Connect to your enterprise systems: Authenticate your users with Azure Active Directory, and
connect to enterprise data stores.
Build offline-ready apps with data sync: Make your mobile workforce more productive by building
apps that work offline. Use Azure Mobile Apps to sync data in the background.
Azure Mobile Apps features
The following features are important to cloud-enabled mobile development:
Authentication and authorization: Use Azure Mobile Apps to sign-in users using social and
enterprise provides. Azure App Service supports Azure Active Directory, Facebook™, Google®,
Microsoft, Twitter®, and OpenID Connect®. Azure Mobile Apps supports any authentication
scheme that is supported by ASP.NET Core.
Data access: Azure Mobile Apps provides a mobile-friendly OData v4 data source that's linked to a
compatible database via Entity Framework Core. Any compatible database can be used including
Azure SQL, Azure Cosmos DB, or an on-premises Microsoft SQL Server.
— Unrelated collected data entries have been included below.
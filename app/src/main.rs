use std::path::{Path, PathBuf};

use clap::Parser;
use common::{record::BenchmarkRecord, surface};
use eyre::Result;
use tracing::{debug, error};
use tracing_subscriber::{
    EnvFilter,
    fmt::{layer, time::ChronoLocal},
    layer::SubscriberExt,
    util::SubscriberInitExt,
};

/// Charts key-value store benchmark result files, one chart per file.
#[derive(Parser)]
#[command(version, about)]
struct Cli {
    /// Benchmark result files, charted in the order given
    #[arg(required = true)]
    files: Vec<PathBuf>,
    /// Write each chart as a PNG next to its input instead of opening a window
    #[arg(long, default_value_t = false)]
    save: bool,
    #[arg(short, long)]
    log: Vec<String>,
}

fn main() -> Result<()> {
    let args = Cli::parse();

    let log_level = std::env::var("RUST_LOG").unwrap_or("warn".to_owned());
    let file_appender = tracing_appender::rolling::never(".", "log.log");
    let (non_blocking, _guard) = tracing_appender::non_blocking(file_appender);

    let mut env_filter =
        EnvFilter::new(format!("kvbench_charts={log_level},common={log_level}"));
    for log in &args.log {
        env_filter = env_filter.add_directive(log.parse()?);
    }

    tracing_subscriber::registry()
        .with(env_filter)
        .with(
            layer()
                .with_timer(ChronoLocal::new("%v %k:%M:%S %z".to_owned()))
                .compact(),
        )
        .with(layer().with_writer(non_blocking))
        .init();

    for file in &args.files {
        println!("file = {}", file.display());
        if let Err(err) = chart_file(file, args.save) {
            error!("{err:#?}");
            return Err(err);
        }
    }
    Ok(())
}

/// One file, start to finish: load, strip, chart. Blocks on the window in
/// interactive mode, so files are charted strictly one after another.
fn chart_file(path: &Path, save: bool) -> Result<()> {
    let record = BenchmarkRecord::load(path)?;
    let title = record.title();
    let frame = record.frame()?;
    debug!(
        "{} operation columns in {}",
        frame.columns.len(),
        path.display()
    );

    if save {
        surface::export(&path.with_extension("png"), &frame, &title)
    } else {
        let window_title = path
            .file_name()
            .map(|name| name.to_string_lossy().into_owned())
            .unwrap_or_else(|| path.display().to_string());
        surface::present(&window_title, &frame, &title)
    }
}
43. 191AIE503T CLOUD COMPUTING UNIT - IV
Offline sync: Build robust and responsive mobile applications that operate with an offline dataset.
You can sync this dataset automatically with service, and handle conflicts with ease.
Client SDKs: There's a complete set of client SDKs that cover cross-platform development (.NET,
and Apache Cordova™). Each client SDK is available with an MIT license and is open-source.
Azure App Service features
The following platform features are useful for mobile production sites:
Autoscaling: With App Service, you can quickly scale up or scale out to handle any incoming
customer load. Manually select the number and size of VMs, or set up autoscaling to scale your
service based on load or schedule.
Staging environments: App Service can run multiple versions of your site. You can perform A/B
testing and do in-place staging of a new mobile service.
Continuous deployment: App Service can integrate with common source control
management (SCM) systems, allowing you to easily deploy a new version of your mobile service.
Virtual networking: App Service can connect to on-premises resources by using virtual network,
Azure ExpressRoute, or hybrid connections.
Isolated and dedicated environments: For securely running Azure App Service apps, you can run
App Service in a fully isolated and dedicated environment. This environment is ideal for application
workloads that require high scale, isolation, or secure network access.